Police kept evidence from jurors in a case which led to an innocent man spending 17 years in prison for a rape he did not commit, judges have ruled.
Andrew Malkinson was cleared last month after new DNA evidence linking another suspect to the crime emerged.
Court of Appeal judges have now also called the original conviction “unsafe” because Greater Manchester Police did not disclose images during his trial.
Mr Malkinson had always maintained his innocence and was released in 2020.
He was jailed in 2004 for an attack on a woman in Salford and the prosecution case against him was based only on identification evidence.
Greater Manchester Police (GMP) said the force was “truly sorry for this most appalling miscarriage of justice”.
Following the Court of Appeal ruling, Mr Malkinson said he felt “vindicated by the court’s finding that [GMP] unlawfully withheld evidence” and “caused his wrongful conviction nightmare”.
He told the BBC the impact of what he described as “mass failings” by the force had “been catastrophic on me”.
“They had control of the evidence, they chose not to disclose these vital pieces of evidence.
“I can’t even elaborate [on] what it’s like to be in prison at all for something you’ve not done, let alone aeons of time.”
In July, Mr Malkinson’s convictions for two counts of rape and one of choking or strangling with intent to commit rape were overturned by Lord Justice Holroyde.
The judge, sitting with Mr Justice Goose and Sir Robin Spencer, said last month that Mr Malkinson’s legal team had “raised a number of substantial and important points” in other parts of his appeal that would be decided in writing.
In a ruling earlier, the three judges said Mr Malkinson’s conviction was also unsafe because of failures to disclose evidence.
The police evidence included photographs of the victim’s hands which showed the fingernail of the rape victim’s left middle finger was noticeably shorter than her other fingernails, which corroborated her evidence that she scratched her attacker’s face.
‘Casting doubt’
In his judgement, Lord Justice Holroyde said the failure to disclose the photographs had “prevented the appellant from putting his case forward in its best light and strengthened the prosecution case against him”.
Mr Malkinson’s defence team was therefore unable to highlight to the jury that he had no such scratch injury to his face.
Lord Justice Holroyde said: “If the photographs had been disclosed, the jury’s verdicts may have been different”.
In his judgement, it was also noted that two eyewitnesses who identified Mr Malkinson had convictions for dishonesty offences.

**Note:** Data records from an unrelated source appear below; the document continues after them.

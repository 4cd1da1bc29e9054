//! Site Finder command-line entry point.
//!
//! Reads places and routes from JSON files, runs one site search and prints
//! the result as JSON.
//!
//! # Usage
//!
//! ```bash
//! WML_API_KEY=... WML_URL=https://... \
//!   cargo run --bin site-finder -- --places places.json --routes routes.json \
//!     --count 3 --deployment <deployment-id>
//! ```
//!
//! # Environment Variables
//!
//! - `RUST_LOG`: Log level (default: info)
//! - `WML_*`, `SITE_POLL_*`: see [`site_finder::config`]

use std::env;
use std::fs;
use std::path::{Path, PathBuf};
use std::sync::Arc;

use anyhow::Context;
use clap::Parser;
use serde_json::json;
use tracing::{info, Level};
use tracing_subscriber::FmtSubscriber;

use site_finder::{
    FinderConfig, ModelSolution, Place, Record, SiteFinder, Table, DEFAULT_SITE_COUNT,
};

#[derive(Debug, Parser)]
#[command(name = "site-finder", about = "Find candidate facility sites")]
struct Args {
    /// JSON array of place objects
    #[arg(long)]
    places: PathBuf,

    /// JSON array of route objects
    #[arg(long)]
    routes: PathBuf,

    /// Number of sites to select
    #[arg(long, default_value_t = DEFAULT_SITE_COUNT)]
    count: usize,

    /// Deployment id (`local` runs in-process); defaults to `WML_DEPLOYMENT_UID`
    #[arg(long)]
    deployment: Option<String>,

    /// TOML configuration file; the environment is used when omitted
    #[arg(long)]
    config: Option<PathBuf>,
}

/// Stand-in for builds without an in-process model.
fn unlinked_model(_: &Table, _: &Table, _: usize) -> anyhow::Result<ModelSolution> {
    anyhow::bail!("No local optimization model is linked into this binary; pass --deployment")
}

fn read_json<T: serde::de::DeserializeOwned>(path: &Path) -> anyhow::Result<T> {
    let content =
        fs::read_to_string(path).with_context(|| format!("Failed to read {}", path.display()))?;
    serde_json::from_str(&content).with_context(|| format!("Failed to parse {}", path.display()))
}

#[tokio::main]
async fn main() -> anyhow::Result<()> {
    // Initialize logging
    FmtSubscriber::builder()
        .with_max_level(
            env::var("RUST_LOG")
                .ok()
                .and_then(|s| s.parse().ok())
                .unwrap_or(Level::INFO),
        )
        .with_target(true)
        .with_writer(std::io::stderr)
        .init();

    let args = Args::parse();

    let config = match &args.config {
        Some(path) => FinderConfig::from_file(path)?,
        None => FinderConfig::from_env(),
    };

    let places: Vec<Place> = read_json(&args.places)?;
    let routes: Vec<Record> = read_json(&args.routes)?;
    info!("Loaded {} places and {} routes", places.len(), routes.len());

    let finder = SiteFinder::new(Arc::new(unlinked_model), config);
    let search = finder
        .find_possible_sites(&places, &routes, args.count, args.deployment.as_deref())
        .await;

    let output = json!({
        "status": search.status,
        "error": search.error.as_ref().map(|e| e.to_string()),
        "places": search.places,
        "job": search.job,
    });
    println!("{}", serde_json::to_string_pretty(&output)?);

    Ok(())
}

Lord Justice Holroyde said if the previous convictions had been disclosed during the trial it “would have been capable of casting doubt on their general honesty and capable of affecting the jury’s view as to whether they were civic-minded persons doing their best to assist.”

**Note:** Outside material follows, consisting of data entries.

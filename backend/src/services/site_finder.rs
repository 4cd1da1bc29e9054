//! Site search facade.
//!
//! [`SiteFinder::find_possible_sites`] normalizes the inputs, picks a backend
//! for the deployment, solves and turns the selected rows back into
//! [`Place`]s. It always returns a [`SiteSearch`]: failures are reported
//! through its status string and typed error, never as an `Err`.

use std::sync::Arc;

use log::{info, warn};
use tokio_util::sync::CancellationToken;

use crate::config::FinderConfig;
use crate::error::SolveError;
use crate::models::{Place, Record};
use crate::services::job_tracker::JobTrace;
use crate::solver::{
    resolve_deployment, BackendFactory, DeploymentTarget, JobService, SiteModel, Solution,
};
use crate::table::normalize_inputs;

/// Number of sites requested when the caller has no preference.
pub const DEFAULT_SITE_COUNT: usize = 3;

/// Outcome of a site search.
#[derive(Debug, Clone, PartialEq)]
pub struct SiteSearch {
    /// Selected sites; may be fewer than requested
    pub places: Vec<Place>,
    /// Human-readable outcome
    pub status: String,
    /// What went wrong, if anything
    pub error: Option<SolveError>,
    /// History of the remote job, for remote solves that got as far as submitting one
    pub job: Option<JobTrace>,
}

impl SiteSearch {
    fn failed(error: SolveError, job: Option<JobTrace>) -> Self {
        Self {
            places: Vec::new(),
            status: error.status_message(),
            error: Some(error),
            job,
        }
    }

    fn solved(solution: Solution, job: Option<JobTrace>) -> Self {
        let error = (!solution.missing_outputs.is_empty()).then(|| SolveError::IncompleteOutput {
            missing: solution.missing_outputs,
        });

        Self {
            places: solution.sites.into_iter().map(Place::from_dict).collect(),
            status: solution.status,
            error,
            job,
        }
    }

    /// True when no error was recorded.
    pub fn is_success(&self) -> bool {
        self.error.is_none()
    }

    /// The `(places, status)` pair.
    pub fn into_parts(self) -> (Vec<Place>, String) {
        (self.places, self.status)
    }
}

/// Entry point for site searches.
#[derive(Clone)]
pub struct SiteFinder {
    model: Arc<dyn SiteModel>,
    config: FinderConfig,
    job_service: Option<Arc<dyn JobService>>,
}

impl SiteFinder {
    pub fn new(model: Arc<dyn SiteModel>, config: FinderConfig) -> Self {
        Self {
            model,
            config,
            job_service: None,
        }
    }

    /// Finder configured from environment variables.
    pub fn from_env(model: Arc<dyn SiteModel>) -> Self {
        Self::new(model, FinderConfig::from_env())
    }

    /// Use `service` for remote jobs instead of the HTTP client.
    pub fn with_job_service(mut self, service: Arc<dyn JobService>) -> Self {
        self.job_service = Some(service);
        self
    }

    pub fn config(&self) -> &FinderConfig {
        &self.config
    }

    /// Find up to `count` sites among `places`.
    ///
    /// `deployment_id` overrides the configured deployment; with neither set
    /// the model runs in-process.
    pub async fn find_possible_sites(
        &self,
        places: &[Place],
        routes: &[Record],
        count: usize,
        deployment_id: Option<&str>,
    ) -> SiteSearch {
        self.find_possible_sites_with_cancel(
            places,
            routes,
            count,
            deployment_id,
            CancellationToken::new(),
        )
        .await
    }

    /// Like [`find_possible_sites`](Self::find_possible_sites), but stops
    /// once `cancel` fires. A search cancelled before submission never
    /// creates a remote job.
    pub async fn find_possible_sites_with_cancel(
        &self,
        places: &[Place],
        routes: &[Record],
        count: usize,
        deployment_id: Option<&str>,
        cancel: CancellationToken,
    ) -> SiteSearch {
        let (places_table, routes_table) = match normalize_inputs(places, routes) {
            Ok(tables) => tables,
            Err(e) => {
                warn!("Rejected site search input: {}", e);
                return SiteSearch::failed(e.into(), None);
            }
        };

        let deployment = resolve_deployment(deployment_id, self.config.deployment_id.as_deref());
        let target = DeploymentTarget::select(deployment.as_deref());

        let backend = match BackendFactory::create(
            target,
            Arc::clone(&self.model),
            &self.config,
            self.job_service.clone(),
            cancel,
        ) {
            Ok(backend) => backend,
            Err(e) => {
                warn!(
                    "Unable to deploy using deployment {}: {}",
                    deployment.as_deref().unwrap_or_default(),
                    e
                );
                return SiteSearch::failed(e, None);
            }
        };

        info!(
            "Searching for {} sites among {} places ({} backend)",
            count,
            places_table.len(),
            backend.name()
        );

        let result = backend.solve(&places_table, &routes_table, count).await;
        let job = backend.job_trace();

        match result {
            Ok(solution) => SiteSearch::solved(solution, job),
            Err(e) => SiteSearch::failed(e, job),
        }
    }

    /// Blocking variant for callers outside an async runtime.
    ///
    /// Called from inside a tokio runtime it reports a
    /// [`SolveError::BackendFault`] instead of blocking the runtime.
    pub fn find_possible_sites_blocking(
        &self,
        places: &[Place],
        routes: &[Record],
        count: usize,
        deployment_id: Option<&str>,
    ) -> SiteSearch {
        if tokio::runtime::Handle::try_current().is_ok() {
            let err = SolveError::BackendFault(
                "Blocking site search called from within an async runtime; use find_possible_sites"
                    .to_string(),
            );
            warn!("{}", err);
            return SiteSearch::failed(err, None);
        }

        match tokio::runtime::Builder::new_current_thread()
            .enable_all()
            .build()
        {
            Ok(runtime) => {
                runtime.block_on(self.find_possible_sites(places, routes, count, deployment_id))
            }
            Err(e) => SiteSearch::failed(
                SolveError::BackendFault(format!("Failed to start async runtime: {}", e)),
                None,
            ),
        }
    }
}

#[cfg(test)]
mod tests {
    use super::*;
    use crate::error::SolveErrorKind;
    use crate::solver::ModelSolution;
    use crate::table::Table;
    use serde_json::json;

    fn echo_model() -> Arc<dyn SiteModel> {
        Arc::new(
            |places: &Table, _: &Table, count: usize| -> anyhow::Result<ModelSolution> {
                let sites = places.to_records().into_iter().take(count).collect();
                Ok(ModelSolution::new(sites, "optimal"))
            },
        )
    }

    fn place(id: &str) -> Place {
        Place::new().with("id", id).with("lat", 1.0)
    }

    #[test]
    fn test_blocking_local_search() {
        let finder = SiteFinder::new(echo_model(), FinderConfig::default());
        let search = finder.find_possible_sites_blocking(
            &[place("a"), place("b"), place("c")],
            &[],
            2,
            None,
        );

        assert!(search.is_success());
        assert_eq!(search.status, "optimal");
        assert_eq!(search.places.len(), 2);
        assert_eq!(search.places[1].id().as_deref(), Some("b"));
        assert!(search.job.is_none());
    }

    #[test]
    fn test_incomplete_output_keeps_sites() {
        let search = SiteSearch::solved(
            Solution {
                sites: vec![place("a").into_dict()],
                status: "completed".to_string(),
                missing_outputs: vec![r".*\.txt".to_string()],
            },
            None,
        );
        assert_eq!(search.places.len(), 1);
        assert_eq!(search.status, "completed");
        assert_eq!(
            search.error.as_ref().map(SolveError::kind),
            Some(SolveErrorKind::IncompleteOutput)
        );
    }

    #[test]
    fn test_into_parts() {
        let search = SiteSearch::failed(SolveError::BackendFault("no solution".into()), None);
        let (places, status) = search.into_parts();
        assert!(places.is_empty());
        assert_eq!(status, "no solution");
    }

    #[tokio::test]
    async fn test_blocking_search_inside_runtime_is_a_fault() {
        let finder = SiteFinder::new(echo_model(), FinderConfig::default());
        let search = finder.find_possible_sites_blocking(&[place("a")], &[], 1, None);

        assert!(search.places.is_empty());
        assert_eq!(
            search.error.as_ref().map(SolveError::kind),
            Some(SolveErrorKind::BackendFault)
        );
        assert!(search.status.contains("async runtime"));
    }

    #[tokio::test]
    async fn test_configured_deployment_is_used() {
        let config = FinderConfig::default().with_deployment("remote-dep");
        let finder = SiteFinder::new(echo_model(), config);

        // No credentials configured, so the remote backend cannot be built.
        let search = finder
            .find_possible_sites(&[place("a")], &[json!({"from": "a"}).as_object().cloned().unwrap()], 1, None)
            .await;
        assert_eq!(
            search.error.as_ref().map(SolveError::kind),
            Some(SolveErrorKind::CommunicationFault)
        );

        let search = finder
            .find_possible_sites(&[place("a")], &[], 1, Some("local"))
            .await;
        assert!(search.is_success());
    }
}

He added: “In our judgement, the challenge to the character and credibility of those two identifying witnesses would have been capable of affecting the jury’s overall view as to whether they could be sure that the appellant was correctly identified.”
Mr Malkinson said: “The evidence needed to overturn my conviction has been sitting in police files for the past two decades.
“Yet the [Criminal Cases Review Commission] did not bother to look and it fell to the small charity Appeal to bring it to light.”
He said that cost him “extra years behind bars for a crime I did not commit”.
He told the BBC it had caused him “oceans of suffering”.
GMP’s Assistant Chief Constable Sarah Jackson said the force accepted the Court of Appeal’s judgement and added: “I speak on behalf of the whole force when I say that we are truly sorry for this most appalling miscarriage of justice.
She said she had “extended an invitation to meet with Mr Malkinson and say sorry to him personally for the time he wrongly spent in prison and for all that he endured as a consequence”.
Ms Jackson said she could not comment further because the force was being investigated by the police watchdog, the Independent Office for Police Conduct, in relation to the case and due to a live criminal investigation.